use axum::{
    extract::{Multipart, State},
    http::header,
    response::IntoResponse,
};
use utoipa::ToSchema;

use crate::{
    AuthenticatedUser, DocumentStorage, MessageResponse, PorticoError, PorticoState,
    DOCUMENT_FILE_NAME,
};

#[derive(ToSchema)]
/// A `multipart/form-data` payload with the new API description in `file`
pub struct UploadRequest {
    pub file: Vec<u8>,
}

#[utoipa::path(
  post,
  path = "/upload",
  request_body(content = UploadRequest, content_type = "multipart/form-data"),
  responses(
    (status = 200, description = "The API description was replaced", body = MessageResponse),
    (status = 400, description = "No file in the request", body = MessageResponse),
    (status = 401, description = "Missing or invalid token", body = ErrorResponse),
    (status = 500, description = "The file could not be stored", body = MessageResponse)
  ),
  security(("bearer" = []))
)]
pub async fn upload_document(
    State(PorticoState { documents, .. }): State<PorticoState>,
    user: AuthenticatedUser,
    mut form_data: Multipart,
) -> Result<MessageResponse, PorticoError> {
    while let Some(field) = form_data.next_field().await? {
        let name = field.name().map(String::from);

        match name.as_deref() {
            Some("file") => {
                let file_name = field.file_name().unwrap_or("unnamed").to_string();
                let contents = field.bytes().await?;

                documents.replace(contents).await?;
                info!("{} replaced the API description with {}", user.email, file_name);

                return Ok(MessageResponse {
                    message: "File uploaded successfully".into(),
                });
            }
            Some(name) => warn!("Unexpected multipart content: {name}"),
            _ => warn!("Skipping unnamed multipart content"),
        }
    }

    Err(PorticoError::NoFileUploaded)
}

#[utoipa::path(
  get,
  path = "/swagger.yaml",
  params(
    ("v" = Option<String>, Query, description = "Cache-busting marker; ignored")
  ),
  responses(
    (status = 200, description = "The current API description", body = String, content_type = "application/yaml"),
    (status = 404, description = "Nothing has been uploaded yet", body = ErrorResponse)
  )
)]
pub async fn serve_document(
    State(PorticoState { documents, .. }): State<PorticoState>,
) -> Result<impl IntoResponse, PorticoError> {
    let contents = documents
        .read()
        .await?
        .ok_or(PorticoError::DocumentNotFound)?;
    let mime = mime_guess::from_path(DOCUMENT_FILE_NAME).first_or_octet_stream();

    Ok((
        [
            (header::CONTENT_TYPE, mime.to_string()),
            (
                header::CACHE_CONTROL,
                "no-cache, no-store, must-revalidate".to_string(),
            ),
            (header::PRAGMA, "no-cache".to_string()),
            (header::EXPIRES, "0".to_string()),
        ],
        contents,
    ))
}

- Exercise objective
Retype the records exactly.

- Answer box
use axum::{
    extract::{Multipart, State},
    http::header,
    response::IntoResponse,
};
use utoipa::ToSchema;

use crate::{
    AuthenticatedUser, DocumentStorage, MessageResponse, PorticoError, PorticoState,
    DOCUMENT_FILE_NAME,
};

#[derive(ToSchema)]
/// A `multipart/form-data` payload with the new API description in `file`
pub struct UploadRequest {
    pub file: Vec<u8>,
}

#[utoipa::path(
  post,
  path = "/upload",
  request_body(content = UploadRequest, content_type = "multipart/form-data"),
  responses(
    (status = 200, description = "The API description was replaced", body = MessageResponse),
    (status = 400, description = "No file in the request", body = MessageResponse),
    (status = 401, description = "Missing or invalid token", body = ErrorResponse),
    (status = 500, description = "The file could not be stored", body = MessageResponse)
  ),
  security(("bearer" = []))
)]
pub async fn upload_document(
    State(PorticoState { documents, .. }): State<PorticoState>,
    user: AuthenticatedUser,
    mut form_data: Multipart,
) -> Result<MessageResponse, PorticoError> {
    while let Some(field) = form_data.next_field().await? {
        let name = field.name().map(String::from);

        match name.as_deref() {
            Some("file") => {
                let file_name = field.file_name().unwrap_or("unnamed").to_string();
                let contents = field.bytes().await?;

                documents.replace(contents).await?;
                info!("{} replaced the API description with {}", user.email, file_name);

                return Ok(MessageResponse {
                    message: "File uploaded successfully".into(),
                });
            }
            Some(name) => warn!("Unexpected multipart content: {name}"),
            _ => warn!("Skipping unnamed multipart content"),
        }
    }

    Err(PorticoError::NoFileUploaded)
}

#[utoipa::path(
  get,
  path = "/swagger.yaml",
  params(
    ("v" = Option<String>, Query, description = "Cache-busting marker; ignored")
  ),
  responses(
    (status = 200, description = "The current API description", body = String, content_type = "application/yaml"),
    (status = 404, description = "Nothing has been uploaded yet", body = ErrorResponse)
  )
)]
pub async fn serve_document(
    State(PorticoState { documents, .. }): State<PorticoState>,
) -> Result<impl IntoResponse, PorticoError> {
    let contents = documents
        .read()
        .await?
        .ok_or(PorticoError::DocumentNotFound)?;
    let mime = mime_guess::from_path(DOCUMENT_FILE_NAME).first_or_octet_stream();

    Ok((
        [
            (header::CONTENT_TYPE, mime.to_string()),
            (
                header::CACHE_CONTROL,
                "no-cache, no-store, must-revalidate".to_string(),
            ),
            (header::PRAGMA, "no-cache".to_string()),
            (header::EXPIRES, "0".to_string()),
        ],
        contents,
    ))
}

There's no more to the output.